The evolution of classical music is categorized by distinctive periods. The Renaissance lasted roughly 200 years, from 1400 to 1600. The Baroque movement took place from 1600 to 1750, and the Romantics reigned from 1830 to 1900. Oh, and the 20th Century lasted, ah, through the 20th century.
In that spirit, at Musical Masterworks, the esteemed Old Lyme chamber music series, the Tessa Lark Era starts NOW.
Lark, 32, a world-renowned violinist, is the organization’s new artistic director, replacing Edward Arron, who retired last spring after 16 seasons.
The debut concerts of Lark’s inaugural campaign take place Saturday and Sunday in Old Lyme’s First Congregational Church, where she’ll be joined onstage by pianist Inon Barnatan, violist Ayane Kozasa and cellist Gabriel Cabezas.
The quartet will perform a diverse program including Paul Wiancko’s “American Haiku,” George Gershwin’s Prelude No. 2, the Earl Wild transcription of Gershwin’s “I’ve Got Rhythm,” Richard Strauss’s Four pieces for Piano Quartet, and Johannes Brahms’s Piano Quartet in G minor, Op. 25.
And opening the concert? Lark’s own “Jig and Pop,” a piece that will appear on her upcoming fourth album, “The Stradgrass Sessions,” due in March 2023.
A long friendship
Over the course of Arron’s tenure, Lark was a frequent Musical Masterworks guest artist who developed a rapport with Arron, the Masterworks board of directors and, just as importantly, the series’ loyal audience.
In an interview last year, Arron emphasized that his decision to leave was much easier once he’d approached Lark about being his successor and she accepted.
To further ease what in any case promised to be a smooth transition, Lark appeared on four of the five concerts of Arron’s final season — serving a sort of junior apprenticeship that extended beyond onstage performance and into the overall dynamics of the job profile.
“I loved Musical Masterworks over the 10 years I was lucky enough to perform until now, and I certainly don’t want to break what isn’t broken,” Lark says by phone in late September.
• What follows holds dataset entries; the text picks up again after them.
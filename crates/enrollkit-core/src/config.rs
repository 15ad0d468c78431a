//! Application configuration management.
//!
//! This module handles loading and saving the configuration, which holds
//! the API base URL, the last used email, and the session timing policy.
//!
//! Configuration is stored at `~/.config/enrollkit/config.json`.
//! `ENROLLKIT_BASE_URL` overrides the stored base URL.

use std::path::PathBuf;
use std::time::Duration;

use anyhow::{bail, Context, Result};
use serde::{Deserialize, Serialize};

use crate::auth::session::{
    SessionPolicy, DEFAULT_REFRESH_SKEW_MINUTES, DEFAULT_REFRESH_TIMEOUT_SECS,
    DEFAULT_TOKEN_TTL_MINUTES,
};

/// Application name used for config directory paths
const APP_NAME: &str = "enrollkit";

/// Config file name
const CONFIG_FILE: &str = "config.json";

/// Environment variable overriding `base_url`
pub const BASE_URL_ENV: &str = "ENROLLKIT_BASE_URL";

const DEFAULT_BASE_URL: &str = "http://localhost:8000/api";

/// HTTP request timeout in seconds.
const DEFAULT_REQUEST_TIMEOUT_SECS: u64 = 30;

#[derive(Debug, Clone, PartialEq, Eq, Serialize, Deserialize)]
#[serde(default)]
pub struct Config {
    pub base_url: String,
    pub last_email: Option<String>,
    pub access_token_ttl_minutes: i64,
    pub refresh_skew_minutes: i64,
    pub request_timeout_secs: u64,
    pub refresh_timeout_secs: u64,
}

impl Default for Config {
    fn default() -> Self {
        Self {
            base_url: DEFAULT_BASE_URL.to_string(),
            last_email: None,
            access_token_ttl_minutes: DEFAULT_TOKEN_TTL_MINUTES,
            refresh_skew_minutes: DEFAULT_REFRESH_SKEW_MINUTES,
            request_timeout_secs: DEFAULT_REQUEST_TIMEOUT_SECS,
            refresh_timeout_secs: DEFAULT_REFRESH_TIMEOUT_SECS,
        }
    }
}

impl Config {
    /// Load from the config directory, falling back to defaults, then
    /// apply environment overrides.
    pub fn load() -> Result<Self> {
        let path = Self::config_path()?;
        let mut config = if path.exists() {
            let contents = std::fs::read_to_string(&path)
                .with_context(|| format!("Failed to read config file {}", path.display()))?;
            serde_json::from_str(&contents).context("Failed to parse config file")?
        } else {
            Self::default()
        };
        config.apply_env(std::env::var(BASE_URL_ENV).ok());
        Ok(config)
    }

    pub fn save(&self) -> Result<()> {
        let path = Self::config_path()?;
        if let Some(parent) = path.parent() {
            std::fs::create_dir_all(parent)?;
        }
        let contents = serde_json::to_string_pretty(self)?;
        std::fs::write(path, contents)?;
        Ok(())
    }

    fn config_path() -> Result<PathBuf> {
        let config_dir = dirs::config_dir()
            .ok_or_else(|| anyhow::anyhow!("Could not find config directory"))?;
        Ok(config_dir.join(APP_NAME).join(CONFIG_FILE))
    }

    fn apply_env(&mut self, base_url: Option<String>) {
        if let Some(url) = base_url.filter(|u| !u.trim().is_empty()) {
            self.base_url = url.trim().to_string();
        }
    }

    pub fn request_timeout(&self) -> Duration {
        Duration::from_secs(self.request_timeout_secs)
    }

    /// Session timing policy. The skew must leave part of the TTL usable.
    pub fn policy(&self) -> Result<SessionPolicy> {
        if self.access_token_ttl_minutes <= 0 {
            bail!("access_token_ttl_minutes must be positive");
        }
        if self.refresh_skew_minutes < 0 || self.refresh_skew_minutes >= self.access_token_ttl_minutes {
            bail!(
                "refresh_skew_minutes ({}) must be between 0 and access_token_ttl_minutes ({})",
                self.refresh_skew_minutes,
                self.access_token_ttl_minutes
            );
        }
        if self.refresh_timeout_secs == 0 {
            bail!("refresh_timeout_secs must be positive");
        }
        Ok(SessionPolicy {
            token_ttl: chrono::Duration::minutes(self.access_token_ttl_minutes),
            refresh_skew: chrono::Duration::minutes(self.refresh_skew_minutes),
            refresh_timeout: Duration::from_secs(self.refresh_timeout_secs),
        })
    }
}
She’s winding up a busy summer performance schedule wherein she left her Williamsburg apartment in Brooklyn last June for a series of concerts and didn’t get back till a few weeks ago.
“I have so much admiration for Ed and what he’s created, and I feel so much gratitude for him letting me be part of it,” Lark says. “But I also have my own artistic plans and musical colleagues, so I can’t help but incorporate some of that into Musical Masterworks. I’m excited by the possibilities.”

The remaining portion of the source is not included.